Problem details:
Your output should be the lines of the entries below, exactly, from the first one through the line that holds "use crate::engine::BatchSummaryEngine;".

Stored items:

· · · · ·

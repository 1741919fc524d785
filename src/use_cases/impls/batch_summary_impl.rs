// ==========================================
// 牲畜称重管理系统 - 批次汇总用例实现
// ==========================================

use crate::domain::metrics::BatchSummary;
use crate::engine::BatchSummaryEngine;
use crate::perf::PerfGuard;
use crate::repository::history::{BatchDirectory, WeighingHistory};
use crate::use_cases::batch_summary::BatchSummaryUseCase;
use crate::use_cases::error::{AnalyticsError, AnalyticsResult};
use std::sync::Arc;

/// 批次汇总用例实现
pub struct BatchSummaryUseCaseImpl {
    weighings: Arc<dyn WeighingHistory>,
    batches: Arc<dyn BatchDirectory>,
    engine: BatchSummaryEngine,
}

impl BatchSummaryUseCaseImpl {
    pub fn new(weighings: Arc<dyn WeighingHistory>, batches: Arc<dyn BatchDirectory>) -> Self {
        Self {
            weighings,
            batches,
            engine: BatchSummaryEngine::new(),
        }
    }
}

impl BatchSummaryUseCase for BatchSummaryUseCaseImpl {
    fn get_batch_summary(&self, batch_id: i64) -> AnalyticsResult<BatchSummary> {
        let _perf = PerfGuard::new("get_batch_summary");

        let batch = self
            .batches
            .find_batch(batch_id)?
            .ok_or_else(|| AnalyticsError::not_found("Batch", batch_id))?;

        let records = self.weighings.get_weighings_for_batch(batch.id)?;
        let summary = self.engine.summarize(batch.id, &records);

        tracing::info!(
            batch_id,
            batch_name = %batch.name,
            weighing_count = summary.weighing_count,
            "批次汇总完成"
        );
        Ok(summary)
    }
}
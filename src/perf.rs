// ==========================================
// 牲畜称重管理系统 - 性能统计
// ==========================================
// SQLite trace/profile 钩子 + 用例级 PerfGuard
// ==========================================

use rusqlite::Connection;
use std::cell::Cell;
use std::sync::atomic::{AtomicBool, AtomicU64, Ordering};
use std::time::{Duration, Instant};

/// SQL 统计开关环境变量
pub const PERF_SQL_ENV: &str = "LIVESTOCK_WEIGH_PERF_SQL";

/// 慢 SQL 阈值（毫秒）环境变量
pub const SLOW_SQL_MS_ENV: &str = "LIVESTOCK_WEIGH_SLOW_SQL_MS";

static PERF_SQL_ENABLED: AtomicBool = AtomicBool::new(false);
static SLOW_SQL_THRESHOLD_MS: AtomicU64 = AtomicU64::new(0);

thread_local! {
    static PERF_DEPTH: Cell<u32> = Cell::new(0);
    static SQL_COUNT: Cell<u64> = Cell::new(0);
    static SLOW_SQL_COUNT: Cell<u64> = Cell::new(0);
}

fn is_true(v: &str) -> bool {
    matches!(
        v.trim().to_lowercase().as_str(),
        "1" | "true" | "yes" | "y" | "on"
    )
}

fn truncate_sql(sql: &str, max_len: usize) -> String {
    let s = sql.trim().replace('\n', " ");
    if s.len() <= max_len {
        return s;
    }
    format!("{}…", &s[..max_len])
}

/// 安装 SQLite 语句 trace/profile（用于 SQL 计数 + 慢查询日志）
///
/// 开关：
/// - Debug 默认开启；Release 默认关闭（可通过环境变量开启）
/// - `LIVESTOCK_WEIGH_PERF_SQL=1` 强制开启
/// - `LIVESTOCK_WEIGH_SLOW_SQL_MS=50` 配置慢 SQL 阈值（毫秒）
pub fn install_sqlite_tracing(conn: &mut Connection) {
    let enabled = match std::env::var(PERF_SQL_ENV) {
        Ok(v) => is_true(&v),
        Err(_) => cfg!(debug_assertions),
    };
    let slow_ms = std::env::var(SLOW_SQL_MS_ENV)
        .ok()
        .and_then(|v| v.trim().parse::<u64>().ok())
        .unwrap_or(if cfg!(debug_assertions) { 50 } else { 200 });

    apply_sqlite_tracing(conn, enabled, slow_ms);
}

/// 按给定开关与慢 SQL 阈值安装/清理 trace 回调 (不读取环境变量)
pub fn apply_sqlite_tracing(conn: &mut Connection, enabled: bool, slow_ms: u64) {
    PERF_SQL_ENABLED.store(enabled, Ordering::Relaxed);

    if !enabled {
        // 显式清理，避免复用连接导致残留 callback
        conn.trace(None);
        conn.profile(None);
        return;
    }

    SLOW_SQL_THRESHOLD_MS.store(slow_ms, Ordering::Relaxed);
    conn.trace(Some(sql_trace_callback));
    conn.profile(Some(sql_profile_callback));
}

fn sql_trace_callback(_sql: &str) {
    if !PERF_SQL_ENABLED.load(Ordering::Relaxed) {
        return;
    }
    let active = PERF_DEPTH.with(|d| d.get() > 0);
    if !active {
        return;
    }
    SQL_COUNT.with(|c| c.set(c.get().saturating_add(1)));
}

fn sql_profile_callback(sql: &str, duration: Duration) {
    if !PERF_SQL_ENABLED.load(Ordering::Relaxed) {
        return;
    }

    let ms = duration.as_millis() as u64;
    let threshold = SLOW_SQL_THRESHOLD_MS.load(Ordering::Relaxed);
    if threshold > 0 && ms >= threshold {
        let sql_short = truncate_sql(sql, 420);
        tracing::warn!(
            target: "slow_sql",
            duration_ms = ms,
            sql = %sql_short,
            "slow sql"
        );
        let active = PERF_DEPTH.with(|d| d.get() > 0);
        if active {
            SLOW_SQL_COUNT.with(|c| c.set(c.get().saturating_add(1)));
        }
    }
}

/// 用例性能统计 Guard：记录 elapsed_ms + SQL 语句数 + 慢 SQL 数
///
/// 使用方式：
/// ```ignore
/// let _perf = livestock_weigh::perf::PerfGuard::new("get_herd_growth").tenant("farm-a");
/// // do work...
/// ```
pub struct PerfGuard {
    op: &'static str,
    tenant_id: Option<String>,
    start: Instant,
    sql_start: u64,
    slow_sql_start: u64,
}

impl PerfGuard {
    pub fn new(op: &'static str) -> Self {
        PERF_DEPTH.with(|d| d.set(d.get().saturating_add(1)));
        Self {
            op,
            tenant_id: None,
            start: Instant::now(),
            sql_start: SQL_COUNT.with(|c| c.get()),
            slow_sql_start: SLOW_SQL_COUNT.with(|c| c.get()),
        }
    }

    /// 附带租户 ID 输出
    pub fn tenant(mut self, tenant_id: &str) -> Self {
        self.tenant_id = Some(tenant_id.to_string());
        self
    }

    /// 当前 guard 期间已执行的 SQL 语句数
    pub fn sql_count(&self) -> u64 {
        SQL_COUNT
            .with(|c| c.get())
            .saturating_sub(self.sql_start)
    }
}

impl Drop for PerfGuard {
    fn drop(&mut self) {
        let elapsed_ms = self.start.elapsed().as_millis() as u64;
        let sql_count = self.sql_count();
        let slow_sql_count = SLOW_SQL_COUNT
            .with(|c| c.get())
            .saturating_sub(self.slow_sql_start);

        tracing::info!(
            target: "perf",
            op = self.op,
            tenant_id = self.tenant_id.as_deref().unwrap_or("-"),
            elapsed_ms,
            sql_count,
            slow_sql_count,
            "用例完成"
        );

        PERF_DEPTH.with(|d| d.set(d.get().saturating_sub(1)));
    }
}

#[cfg(test)]
mod tests {
    use super::*;

    #[test]
    fn test_is_true() {
        assert!(is_true(" ON "));
        assert!(is_true("1"));
        assert!(!is_true("0"));
        assert!(!is_true("off"));
    }

    #[test]
    fn test_truncate_sql_flattens_lines() {
        assert_eq!(truncate_sql("SELECT 1\nFROM weighing", 100), "SELECT 1 FROM weighing");
        assert_eq!(truncate_sql("SELECT id FROM weighing", 9), "SELECT id…");
    }

    #[test]
    fn test_guard_counts_statements_on_traced_connection() {
        let mut conn = Connection::open_in_memory().unwrap();
        apply_sqlite_tracing(&mut conn, true, 50);

        let perf = PerfGuard::new("test_guard").tenant("farm-a");
        conn.execute_batch("CREATE TABLE t (x INTEGER); INSERT INTO t VALUES (1);")
            .unwrap();
        assert!(perf.sql_count() >= 2);
    }
}
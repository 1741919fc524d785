// ==========================================
// 牲畜称重管理系统 - 健康预警引擎
// ==========================================
// 职责: 相邻两次称重掉重检测 + 严重度分级 + 连续掉重计数
// 输入: 单只动物称重记录 (顺序不限)
// 输出: HealthFlag 惰性序列 (按后一次称重的时间顺序)
// 红线: 引擎不回写存储, 预警确认状态由外部维护
// ==========================================

use crate::domain::metrics::{HealthFlag, HealthSummary};
use crate::domain::types::HealthSeverity;
use crate::domain::weighing::WeighingRecord;
use crate::engine::chronology::chronological;
use serde::{Deserialize, Serialize};

/// 中度掉重阈值默认值 (%)
pub const DEFAULT_MODERATE_LOSS_PCT: f64 = 3.0;

/// 严重掉重阈值默认值 (%)
pub const DEFAULT_SEVERE_LOSS_PCT: f64 = 7.0;

/// 连续掉重升级阈值默认值 (次)
pub const DEFAULT_ESCALATION_CONSECUTIVE_LOSSES: u32 = 3;

// ==========================================
// HealthThresholds - 严重度阈值
// ==========================================
// 分级 (掉重占前次体重百分比):
// - MINOR:    < moderate_loss_pct
// - MODERATE: [moderate_loss_pct, severe_loss_pct)
// - SEVERE:   >= severe_loss_pct
#[derive(Debug, Clone, Copy, PartialEq, Serialize, Deserialize)]
pub struct HealthThresholds {
    pub moderate_loss_pct: f64,
    pub severe_loss_pct: f64,
}

impl Default for HealthThresholds {
    fn default() -> Self {
        Self {
            moderate_loss_pct: DEFAULT_MODERATE_LOSS_PCT,
            severe_loss_pct: DEFAULT_SEVERE_LOSS_PCT,
        }
    }
}

impl HealthThresholds {
    /// 校验阈值: 0 < moderate < severe
    pub fn validate(&self) -> Result<(), String> {
        if !(self.moderate_loss_pct > 0.0) {
            return Err(format!(
                "中度掉重阈值必须为正数: {}",
                self.moderate_loss_pct
            ));
        }
        if !(self.severe_loss_pct > self.moderate_loss_pct) {
            return Err(format!(
                "严重掉重阈值({})必须大于中度掉重阈值({})",
                self.severe_loss_pct, self.moderate_loss_pct
            ));
        }
        Ok(())
    }

    /// 按掉重量分级
    ///
    /// 比较在 kg×100 与 kg×pct 上进行,避免先除后乘带来的边界误差
    /// (100kg -> 97kg 恰好 3% 必须判为 MODERATE)。
    pub fn classify(&self, loss_kg: f64, previous_kg: f64) -> HealthSeverity {
        if previous_kg <= 0.0 {
            return HealthSeverity::Severe;
        }

        let scaled_loss = loss_kg * 100.0;
        if scaled_loss >= previous_kg * self.severe_loss_pct {
            HealthSeverity::Severe
        } else if scaled_loss >= previous_kg * self.moderate_loss_pct {
            HealthSeverity::Moderate
        } else {
            HealthSeverity::Minor
        }
    }
}

// ==========================================
// HealthEngine - 健康预警引擎
// ==========================================
#[derive(Debug, Clone, Default)]
pub struct HealthEngine {
    thresholds: HealthThresholds,
}

impl HealthEngine {
    pub fn new(thresholds: HealthThresholds) -> Self {
        Self { thresholds }
    }

    pub fn thresholds(&self) -> &HealthThresholds {
        &self.thresholds
    }

    /// 检测掉重预警
    ///
    /// # 参数
    /// - `records`: 单只动物的称重记录
    ///
    /// # 返回
    /// 单遍惰性迭代器; 首条记录无前值, 不产生预警
    pub fn detect<'a>(&self, records: &'a [WeighingRecord]) -> HealthFlagIter<'a> {
        HealthFlagIter {
            ordered: chronological(records).into_iter(),
            previous: None,
            loss_run: 0,
            thresholds: self.thresholds,
        }
    }

    /// 汇总单只动物的预警
    ///
    /// # 参数
    /// - `animal_id`: 动物ID
    /// - `flags`: detect 产出的预警
    /// - `escalation_threshold`: 连续掉重升级阈值 (0 表示不按连续次数升级)
    pub fn summarize<I>(&self, animal_id: i64, flags: I, escalation_threshold: u32) -> HealthSummary
    where
        I: IntoIterator<Item = HealthFlag>,
    {
        let mut summary = HealthSummary::new(animal_id);

        for flag in flags {
            summary.flag_count += 1;
            match flag.severity {
                HealthSeverity::Minor => summary.minor_count += 1,
                HealthSeverity::Moderate => summary.moderate_count += 1,
                HealthSeverity::Severe => summary.severe_count += 1,
            }
            summary.max_consecutive_losses =
                summary.max_consecutive_losses.max(flag.consecutive_loss_count);
            if flag.needs_escalation(escalation_threshold) {
                summary.needs_escalation = true;
            }
        }

        summary
    }
}

// ==========================================
// HealthFlagIter - 掉重预警惰性序列
// ==========================================
pub struct HealthFlagIter<'a> {
    ordered: std::vec::IntoIter<&'a WeighingRecord>,
    previous: Option<&'a WeighingRecord>,
    loss_run: u32,
    thresholds: HealthThresholds,
}

impl<'a> Iterator for HealthFlagIter<'a> {
    type Item = HealthFlag;

    fn next(&mut self) -> Option<HealthFlag> {
        loop {
            let current = self.ordered.next()?;
            let Some(previous) = self.previous.replace(current) else {
                continue;
            };

            let delta = current.weight_kg - previous.weight_kg;
            if delta >= 0.0 {
                // 增重或持平都会中断连续掉重
                self.loss_run = 0;
                continue;
            }

            self.loss_run += 1;
            let loss_kg = -delta;
            let loss_percent = if previous.weight_kg > 0.0 {
                loss_kg / previous.weight_kg * 100.0
            } else {
                100.0
            };

            return Some(HealthFlag {
                animal_id: current.animal_id,
                weighing_id: current.id,
                timestamp: current.timestamp,
                weight_change_kg: delta,
                loss_percent,
                severity: self.thresholds.classify(loss_kg, previous.weight_kg),
                consecutive_loss_count: self.loss_run,
            });
        }
    }

    fn size_hint(&self) -> (usize, Option<usize>) {
        (0, Some(self.ordered.len()))
    }
}

impl std::iter::FusedIterator for HealthFlagIter<'_> {}
// ==========================================
// 日志系统初始化
// ==========================================
// 使用 tracing 和 tracing-subscriber
// 支持环境变量配置日志级别与输出格式
// ==========================================

use tracing_subscriber::{fmt, EnvFilter};

/// 日志输出格式环境变量 (text | json)
pub const LOG_FORMAT_ENV: &str = "LIVESTOCK_WEIGH_LOG_FORMAT";

/// 初始化日志系统
///
/// # 环境变量
/// - RUST_LOG: 日志级别过滤器（默认: info）
///   例如: RUST_LOG=debug 或 RUST_LOG=livestock_weigh=trace
/// - LIVESTOCK_WEIGH_LOG_FORMAT=json: 输出 JSON 行（便于日志采集）
///
/// # 示例
/// ```no_run
/// use livestock_weigh::logging;
/// logging::init();
/// ```
pub fn init() {
    // 从环境变量读取日志级别，默认为 info
    let filter = EnvFilter::try_from_default_env().unwrap_or_else(|_| EnvFilter::new("info"));

    let json = std::env::var(LOG_FORMAT_ENV)
        .map(|v| v.trim().eq_ignore_ascii_case("json"))
        .unwrap_or(false);

    // 日志写 stderr, stdout 留给报告输出
    if json {
        let _ = fmt()
            .json()
            .with_env_filter(filter)
            .with_target(true)
            .with_writer(std::io::stderr)
            .try_init();
    } else {
        let _ = fmt()
            .with_env_filter(filter)
            .with_target(true)
            .with_thread_ids(false)
            .with_line_number(true)
            .with_writer(std::io::stderr)
            .try_init();
    }
}

/// 初始化测试环境的日志系统
///
/// 使用更详细的日志级别，便于调试
pub fn init_test() {
    let _ = fmt()
        .with_env_filter(EnvFilter::new("debug"))
        .with_test_writer()
        .try_init();
}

· · · · ·

Exercise response:
repository 1741919fc524d785
filename src/use_cases/impls/batch_summary_impl.rs
// ==========================================
// 牲畜称重管理系统 - 批次汇总用例实现
// ==========================================

use crate::domain::metrics::BatchSummary;
use crate::engine::BatchSummaryEngine;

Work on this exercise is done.